Belles, ces histoires d’assassinats sordides,
d’infanticides, de vendettas… Quoi ! de
massacres. De rites. Que de récits à faire
sur cette attente de longue haleine…
Comme un chien, j’ai veillé, la langue
pendante, l’oeil terne, mais sans lassitude.
J’ai fait mon devoir. J’ai eu faim quelque fois.

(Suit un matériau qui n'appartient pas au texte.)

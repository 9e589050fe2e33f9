//! Property-based tests for the Observation Voter.

use proptest::prelude::*;

use super::*;
use crate::{
    prop_deterministic, prop_errors_leave_state_unchanged,
    state_machine::StateMachine,
    voter::state::VaultCredit,
};

fn arb_height() -> impl Strategy<Value = BlockHeight> {
    1..1_000u64
}

fn arb_voter_state() -> impl Strategy<Value = VoterState> {
    prop_oneof![
        Just(VoterState::Pending),
        arb_height().prop_map(|consensus_height| VoterState::ConsensusReached { consensus_height }),
        (arb_height(), arb_height()).prop_map(|(consensus_height, finalised_height)| {
            VoterState::Finalised {
                consensus_height,
                finalised_height,
            }
        }),
        (arb_height(), arb_height()).prop_map(|(consensus_height, finalised_height)| {
            VoterState::Done {
                consensus_height,
                finalised_height,
            }
        }),
        (proptest::option::of(arb_height()), arb_height()).prop_map(
            |(consensus_height, reverted_height)| VoterState::Reverted {
                consensus_height,
                reverted_height,
            }
        ),
    ]
}

fn arb_voter_event() -> impl Strategy<Value = VoterEvent> {
    prop_oneof![
        (0..TEST_INACTIVE_IDX + 1, any::<bool>()).prop_map(|(idx, is_final)| {
            let copy = if is_final { final_copy() } else { pending_copy() };
            observe(idx, &copy)
        }),
        arb_height().prop_map(|height| VoterEvent::ChainHeight { height }),
        Just(VoterEvent::RecordCredit {
            credit: VaultCredit {
                vault: test_vault().pub_key,
                coins: test_coins(),
            },
        }),
        any::<u8>().prop_map(|seed| VoterEvent::OutboundObserved { out_hash: txid(seed) }),
        Just(VoterEvent::Revert),
        Just(VoterEvent::MarkDone),
    ]
}

prop_deterministic!(
    ObservationVoter,
    create_sm,
    get_state,
    &test_cfg(),
    arb_voter_state(),
    arb_voter_event()
);

prop_errors_leave_state_unchanged!(
    ObservationVoter,
    create_sm,
    get_state,
    &test_cfg(),
    arb_voter_state(),
    arb_voter_event()
);

proptest! {
    #[test]
    fn consensus_requires_two_thirds_of_active(active in 1usize..12, submitted in 0usize..12) {
        let submitted = submitted.min(active);
        let threshold = custody_primitives::types::supermajority_threshold(active, 2, 3);

        let cfg = VoterCfg {
            height: TEST_HEIGHT,
            active_signers: (0..active).map(custody_test_utils::fixtures::node_address).collect(),
            threshold,
            observation_delay_flexibility: TEST_FLEXIBILITY,
            last_chain_height: 0,
        };

        let copy = final_copy();
        let mut sm = ObservationVoter::new(test_txid());
        for idx in 0..submitted {
            sm.process_event(&cfg, observe(idx, &copy)).expect("observation must be accepted");
        }

        prop_assert_eq!(sm.state().has_consensus(), submitted >= threshold);
    }

    #[test]
    fn consensus_applies_exactly_once(order in Just((0..TEST_ACTIVE).collect::<Vec<_>>()).prop_shuffle()) {
        let cfg = test_cfg();
        let copy = final_copy();
        let mut sm = ObservationVoter::new(test_txid());

        let mut applied = 0;
        for idx in order.iter().chain(order.iter()) {
            if let Ok(output) = sm.process_event(&cfg, observe(*idx, &copy)) {
                applied += output
                    .duties
                    .iter()
                    .filter(|d| matches!(d, crate::voter::duties::VoterDuty::ApplyConsensus { .. }))
                    .count();
            }
        }

        prop_assert_eq!(applied, 1);
    }
}
//! This crate provides test-utilities shared by the crates of the custody core.
//!
//! These utilities are mostly used to generate arbitrary values and deterministic fixtures for
//! testing purposes.

pub mod arbitrary_generator;
pub mod fixtures;

pub mod prelude {
    //! Re-exports of the test utilities.

    pub use crate::{
        arbitrary_generator::{arb_amount, arb_gas_coin, arb_txid, ArbitraryGenerator},
        fixtures::*,
    };
}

L’eau m’a parfois manqué. Et j’ai… cru voir des nymphes
nues me présenter leurs croupes magnifiques,
avec des rires d’hystérie. J’ai voulu être
joyeux dans l’ascèse. Je veux dire de cette
joie inexprimable de n’être rien.
Que viennent les tempêtes et les foudres de
Zeus… Je ne suis rien, détaché de tout.
Finalement, le temps me manquera pour dire
toutes les pensées qui me sont venues
pendant ces longues années à me morfondre.
J’ai des pensées sans échos, pour moi seul, des
pensées qui ne servent à rien d’autre qu’à
me dissoudre dans l’air marin. Je me suis
noyé dans cette beauté ennuyeuse des
pensées, mot après mot, dans des constructions
inextricables de phrases. Toujours les cris
et les injures lâchés à la mer me
revenaient défigurés.

(chant)

Je sais, ma voix n’est plus ce qu’elle était.
Moi-même, je m’entends à peine. Elle s’est
usée sur le fracas de la mer, et les tempêtes
que j’ai essuyées sans broncher me l’ont quelque
peu abîmée.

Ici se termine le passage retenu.